Por el sacerdocio somos, mediante la imposición de las manos y la unción sagrada, un ser consagrado por Dios; mediador entre Dios y los hombres; muy amado del Señor; llamado a hacer brillar en el mundo el fuego de la gracia divina. Y esto es una realidad de fe, por supuesto, aunque hayamos sido dispensados de obligaciones clericales.
Cristo nos hizo partícipes de su grandeza y de su poder. Sólo exigía nuestra fidelidad para entregarse del todo a nosotros. Y le fuimos fieles; y siempre le hemos querido ser fieles, porque el hecho de haber pedido dispensa para recibir el sacramento del matrimonio no implica ninguna infidelidad, ni mucho menos, aunque – ellos saben por qué – nos la quieran achacar.
Yo no he sabido ser fiel al Señor, como tú, como los curas que siguen en celibato, como todo el mundo, aunque buen deseo siempre lo he tenido. Es muy difícil una fidelidad total, porque somos los humanos limitados.

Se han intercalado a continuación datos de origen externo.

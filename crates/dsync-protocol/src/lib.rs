//! Protocol D - the controller's tab-separated control channel
//!
//! ## Inbound frames
//! ```text
//! <TOKEN>\t<field>\t<field>...\r      # line feeds are ignored anywhere
//! ```
//!
//! ## Outbound commands
//! ```text
//! <Command> <arg> <arg>...\r\n
//! ```

pub mod command;
pub mod decode;
pub mod error;
pub mod frame;
pub mod reader;

pub use command::Command;
pub use decode::{decode_alarm, Decode, ALARM_FIELDS};
pub use error::{ProtocolError, ProtocolResult};
pub use frame::{Frame, FrameType, Operation, FIELD_SEPARATOR};
pub use reader::{FrameReader, FrameStream, FRAME_TERMINATOR, MAX_FRAME_LEN};

/// Well-known controller port
pub const DEFAULT_PORT: u16 = 23883;
//! GPIO line codes and GPIO input/output records

use crate::error::{Error, Result};
use crate::resource::{Record, ResourceKind, ResourceRef, SlotKey};
use crate::store::ResourceStore;
use crate::table::ResourceTable;
use serde::Serialize;
use std::fmt;

/// Number of lines in a GPIO slot
pub const GPIO_LINES: usize = 5;

/// Five-character line-state word.
///
/// Position 0 is the most significant line, position 4 the least. On the
/// inbound side `l` means asserted and anything else means off; outbound
/// masks use `l` (assert), `h` (deassert) and `x` (leave unchanged).
#[derive(Debug, Clone, PartialEq, Eq, Hash, Serialize)]
#[serde(transparent)]
pub struct GpioCode(String);

impl GpioCode {
    pub fn new(code: impl Into<String>) -> Result<Self> {
        let code = code.into();
        if code.len() != GPIO_LINES || !code.bytes().all(|b| b.is_ascii_graphic()) {
            return Err(Error::InvalidGpioCode(code));
        }
        Ok(Self(code))
    }

    /// Outbound word: every line `l`, `h` or `x`
    pub fn mask(code: impl Into<String>) -> Result<Self> {
        let code = Self::new(code)?;
        if !code.is_mask() {
            return Err(Error::InvalidGpioCode(code.0));
        }
        Ok(code)
    }

    /// Whether this code can be written to a slot as-is
    pub fn is_mask(&self) -> bool {
        self.0.bytes().all(|b| matches!(b, b'l' | b'h' | b'x'))
    }

    /// Mask that drives a single line and leaves the other four untouched
    pub fn bit_mask(bit: usize, state: bool) -> Result<Self> {
        if bit >= GPIO_LINES {
            return Err(Error::InvalidBit(bit));
        }

        let code = (0..GPIO_LINES)
            .map(|i| match (i == bit, state) {
                (false, _) => 'x',
                (true, true) => 'l',
                (true, false) => 'h',
            })
            .collect();
        Ok(Self(code))
    }

    /// Whether a line is asserted. The controller's case is not trusted, so
    /// `L` reads as asserted too.
    pub fn bit_state(&self, bit: usize) -> Result<bool> {
        self.0
            .as_bytes()
            .get(bit)
            .map(|b| b.eq_ignore_ascii_case(&b'l'))
            .ok_or(Error::InvalidBit(bit))
    }

    pub fn as_str(&self) -> &str {
        &self.0
    }
}

impl fmt::Display for GpioCode {
    fn fmt(&self, f: &mut fmt::Formatter<'_>) -> fmt::Result {
        f.write_str(&self.0)
    }
}

impl std::str::FromStr for GpioCode {
    type Err = Error;

    fn from_str(s: &str) -> Result<Self> {
        GpioCode::new(s)
    }
}

/// A GPIO input slot
#[derive(Debug, Clone, PartialEq, Eq, Serialize)]
pub struct GpioInput {
    host_address: String,
    slot_number: u32,
    host_name: String,
    code: GpioCode,
}

impl GpioInput {
    pub fn new(
        host_address: impl Into<String>,
        slot_number: u32,
        host_name: impl Into<String>,
        code: GpioCode,
    ) -> Self {
        Self {
            host_address: host_address.into(),
            slot_number,
            host_name: host_name.into(),
            code,
        }
    }

    pub fn host_address(&self) -> &str {
        &self.host_address
    }

    pub fn slot_number(&self) -> u32 {
        self.slot_number
    }

    pub fn host_name(&self) -> &str {
        &self.host_name
    }

    pub fn code(&self) -> &GpioCode {
        &self.code
    }

    pub fn bit_state(&self, bit: usize) -> Result<bool> {
        self.code.bit_state(bit)
    }
}

impl Record for GpioInput {
    type Key = SlotKey;

    const KIND: ResourceKind = ResourceKind::GpioInput;

    fn key(&self) -> SlotKey {
        SlotKey::new(self.host_address.clone(), self.slot_number)
    }

    fn table(store: &ResourceStore) -> &ResourceTable<Self> {
        store.gpi_table()
    }

    fn table_mut(store: &mut ResourceStore) -> &mut ResourceTable<Self> {
        store.gpi_table_mut()
    }

    fn as_resource(&self) -> ResourceRef<'_> {
        ResourceRef::GpioInput(self)
    }
}

impl fmt::Display for GpioInput {
    fn fmt(&self, f: &mut fmt::Formatter<'_>) -> fmt::Result {
        write!(
            f,
            "{}/{} ({}) code={}",
            self.host_address, self.slot_number, self.host_name, self.code
        )
    }
}

/// A GPIO output slot, optionally following a GPIO input
#[derive(Debug, Clone, PartialEq, Eq, Serialize)]
pub struct GpioOutput {
    host_address: String,
    slot_number: u32,
    host_name: String,
    code: GpioCode,
    name: String,
    source_address: String,
    source_slot: Option<u32>,
}

impl GpioOutput {
    pub fn new(
        host_address: impl Into<String>,
        slot_number: u32,
        host_name: impl Into<String>,
        code: GpioCode,
        name: impl Into<String>,
        source_address: impl Into<String>,
        source_slot: Option<u32>,
    ) -> Self {
        Self {
            host_address: host_address.into(),
            slot_number,
            host_name: host_name.into(),
            code,
            name: name.into(),
            source_address: source_address.into(),
            source_slot,
        }
    }

    pub fn host_address(&self) -> &str {
        &self.host_address
    }

    pub fn slot_number(&self) -> u32 {
        self.slot_number
    }

    pub fn host_name(&self) -> &str {
        &self.host_name
    }

    pub fn code(&self) -> &GpioCode {
        &self.code
    }

    pub fn bit_state(&self, bit: usize) -> Result<bool> {
        self.code.bit_state(bit)
    }

    pub fn name(&self) -> &str {
        &self.name
    }

    /// Host address of the GPIO input routed to this output
    pub fn source_address(&self) -> &str {
        &self.source_address
    }

    /// Slot of the routed GPIO input, `None` when unassigned
    pub fn source_slot(&self) -> Option<u32> {
        self.source_slot
    }
}

impl Record for GpioOutput {
    type Key = SlotKey;

    const KIND: ResourceKind = ResourceKind::GpioOutput;

    fn key(&self) -> SlotKey {
        SlotKey::new(self.host_address.clone(), self.slot_number)
    }

    fn table(store: &ResourceStore) -> &ResourceTable<Self> {
        store.gpo_table()
    }

    fn table_mut(store: &mut ResourceStore) -> &mut ResourceTable<Self> {
        store.gpo_table_mut()
    }

    fn as_resource(&self) -> ResourceRef<'_> {
        ResourceRef::GpioOutput(self)
    }
}

impl fmt::Display for GpioOutput {
    fn fmt(&self, f: &mut fmt::Formatter<'_>) -> fmt::Result {
        write!(
            f,
            "{}/{} {:?} ({}) code={} source=",
            self.host_address, self.slot_number, self.name, self.host_name, self.code
        )?;
        match self.source_slot {
            Some(slot) => write!(f, "{}/{}", self.source_address, slot),
            None => write!(f, "none"),
        }
    }
}

#[cfg(test)]
mod tests {
    use super::*;

    #[test]
    fn test_bit_mask() {
        assert_eq!(GpioCode::bit_mask(2, true).unwrap().as_str(), "xxlxx");
        assert_eq!(GpioCode::bit_mask(0, false).unwrap().as_str(), "hxxxx");
        assert_eq!(GpioCode::bit_mask(4, true).unwrap().as_str(), "xxxxl");
        assert_eq!(GpioCode::bit_mask(5, true), Err(Error::InvalidBit(5)));
    }

    #[test]
    fn test_code_length() {
        assert!(GpioCode::new("hhhhh").is_ok());
        assert!(GpioCode::new("hhhh").is_err());
        assert!(GpioCode::new("hhhhhh").is_err());
    }

    #[test]
    fn test_code_rejects_separators() {
        assert!(GpioCode::new("l\r\nPi").is_err());
        assert!(GpioCode::new("l h x").is_err());
        assert!(GpioCode::new("lh\thx").is_err());
        assert!(GpioCode::new("lh\x00hx").is_err());
    }

    #[test]
    fn test_mask() {
        assert!(GpioCode::mask("lhxxh").is_ok());
        assert!(GpioCode::mask("lhxxH").is_err());
        assert!(!GpioCode::new("abcde").unwrap().is_mask());
        assert!(GpioCode::bit_mask(1, false).unwrap().is_mask());
    }

    #[test]
    fn test_bit_state() {
        let gpi = GpioInput::new("10.0.0.1", 0, "node1", GpioCode::new("lhhLh").unwrap());
        assert!(gpi.bit_state(0).unwrap());
        assert!(!gpi.bit_state(1).unwrap());
        assert!(gpi.bit_state(3).unwrap());
        assert!(gpi.bit_state(5).is_err());
    }

    #[test]
    fn test_unassigned_gpo_display() {
        let gpo = GpioOutput::new(
            "10.0.0.1",
            3,
            "node1",
            GpioCode::new("hhhhh").unwrap(),
            "Tally",
            "",
            None,
        );
        assert!(gpo.to_string().ends_with("source=none"));
    }
}
//! Resource kinds, identity keys and the record trait shared by all tables

use crate::audio::{AudioDestination, AudioSource};
use crate::gpio::{GpioInput, GpioOutput};
use crate::node::NetworkNode;
use crate::store::ResourceStore;
use crate::table::ResourceTable;
use serde::{Deserialize, Serialize};
use std::fmt;

/// The five classes of resource mirrored from the controller
#[derive(Debug, Clone, Copy, PartialEq, Eq, Hash, PartialOrd, Ord, Serialize, Deserialize)]
#[serde(rename_all = "kebab-case")]
pub enum ResourceKind {
    Node,
    Source,
    Destination,
    GpioInput,
    GpioOutput,
}

impl ResourceKind {
    pub const ALL: [ResourceKind; 5] = [
        ResourceKind::Node,
        ResourceKind::Source,
        ResourceKind::Destination,
        ResourceKind::GpioInput,
        ResourceKind::GpioOutput,
    ];

    /// Short tag used by the controller's frame vocabulary
    pub fn tag(&self) -> &'static str {
        match self {
            ResourceKind::Node => "NODE",
            ResourceKind::Source => "SRC",
            ResourceKind::Destination => "DST",
            ResourceKind::GpioInput => "GPI",
            ResourceKind::GpioOutput => "GPO",
        }
    }
}

impl fmt::Display for ResourceKind {
    fn fmt(&self, f: &mut fmt::Formatter<'_>) -> fmt::Result {
        match self {
            ResourceKind::Node => write!(f, "node"),
            ResourceKind::Source => write!(f, "source"),
            ResourceKind::Destination => write!(f, "destination"),
            ResourceKind::GpioInput => write!(f, "gpio input"),
            ResourceKind::GpioOutput => write!(f, "gpio output"),
        }
    }
}

impl std::str::FromStr for ResourceKind {
    type Err = crate::Error;

    fn from_str(s: &str) -> Result<Self, Self::Err> {
        match s.to_uppercase().as_str() {
            "NODE" | "NODES" => Ok(ResourceKind::Node),
            "SRC" | "SOURCE" | "SOURCES" => Ok(ResourceKind::Source),
            "DST" | "DESTINATION" | "DESTINATIONS" => Ok(ResourceKind::Destination),
            "GPI" | "GPIS" => Ok(ResourceKind::GpioInput),
            "GPO" | "GPOS" => Ok(ResourceKind::GpioOutput),
            _ => Err(crate::Error::invalid_field("resource kind", s)),
        }
    }
}

/// Identity key for slot-addressed resources: (host address, zero-based slot)
#[derive(Debug, Clone, PartialEq, Eq, Hash, PartialOrd, Ord, Serialize, Deserialize)]
pub struct SlotKey {
    pub host_address: String,
    pub slot: u32,
}

impl SlotKey {
    pub fn new(host_address: impl Into<String>, slot: u32) -> Self {
        Self {
            host_address: host_address.into(),
            slot,
        }
    }
}

impl fmt::Display for SlotKey {
    fn fmt(&self, f: &mut fmt::Formatter<'_>) -> fmt::Result {
        write!(f, "{}/{}", self.host_address, self.slot)
    }
}

/// An immutable snapshot held in one of the store's tables.
///
/// Each record type knows its identity key and which table of the
/// [`ResourceStore`] it lives in, so table operations can be written once
/// and instantiated per kind.
pub trait Record: Clone + PartialEq + fmt::Debug + Sized {
    type Key: Ord + Clone + fmt::Display + fmt::Debug;

    const KIND: ResourceKind;

    fn key(&self) -> Self::Key;

    fn table(store: &ResourceStore) -> &ResourceTable<Self>;

    fn table_mut(store: &mut ResourceStore) -> &mut ResourceTable<Self>;

    fn as_resource(&self) -> ResourceRef<'_>;
}

/// Borrowed view of a record of any kind, handed to notification handlers
#[derive(Debug, Clone, Copy, PartialEq, Serialize)]
#[serde(tag = "kind", content = "record", rename_all = "kebab-case")]
pub enum ResourceRef<'a> {
    Node(&'a NetworkNode),
    Source(&'a AudioSource),
    Destination(&'a AudioDestination),
    GpioInput(&'a GpioInput),
    GpioOutput(&'a GpioOutput),
}

impl<'a> ResourceRef<'a> {
    pub fn kind(&self) -> ResourceKind {
        match self {
            ResourceRef::Node(_) => ResourceKind::Node,
            ResourceRef::Source(_) => ResourceKind::Source,
            ResourceRef::Destination(_) => ResourceKind::Destination,
            ResourceRef::GpioInput(_) => ResourceKind::GpioInput,
            ResourceRef::GpioOutput(_) => ResourceKind::GpioOutput,
        }
    }

    pub fn host_address(&self) -> &'a str {
        match self {
            ResourceRef::Node(r) => r.host_address(),
            ResourceRef::Source(r) => r.host_address(),
            ResourceRef::Destination(r) => r.host_address(),
            ResourceRef::GpioInput(r) => r.host_address(),
            ResourceRef::GpioOutput(r) => r.host_address(),
        }
    }

    /// Slot number, or `None` for nodes
    pub fn slot(&self) -> Option<u32> {
        match self {
            ResourceRef::Node(_) => None,
            ResourceRef::Source(r) => Some(r.slot_number()),
            ResourceRef::Destination(r) => Some(r.slot_number()),
            ResourceRef::GpioInput(r) => Some(r.slot_number()),
            ResourceRef::GpioOutput(r) => Some(r.slot_number()),
        }
    }
}

impl fmt::Display for ResourceRef<'_> {
    fn fmt(&self, f: &mut fmt::Formatter<'_>) -> fmt::Result {
        match self {
            ResourceRef::Node(r) => r.fmt(f),
            ResourceRef::Source(r) => r.fmt(f),
            ResourceRef::Destination(r) => r.fmt(f),
            ResourceRef::GpioInput(r) => r.fmt(f),
            ResourceRef::GpioOutput(r) => r.fmt(f),
        }
    }
}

Pero vamos a continuar cada uno desde nuestro puesto viviendo nuestro sacerdocio más a tope. Vamos a darnos cuenta de que Cristo nos quiere ante todo para que estemos con Él; y después para enviarnos a predicar, del modo que sea, que para ello no nos vamos a subir a los púlpitos de las iglesias, donde nos está prohibido. Las dos cosas deben ir unidas; estar con Jesús y evangelizar. Si vivimos a tope lo de estar con Él, nuestra vida de testimonio y entrega al prójimo van a ir selladas con esa unción y convicción que son las que calan a la larga y abren las almas a la trascendencia.
Yo siempre quiero mirar en el sacerdote al hombre de Dios. Al que tiene en su boca y en su corazón y en sus manos al mismo Dios. Y hemos de mirarnos a nosotros mismos con mayor veneración y fe que en los días de nuestra ordenación; porque llevamos ya mucho tiempo de sacerdotes.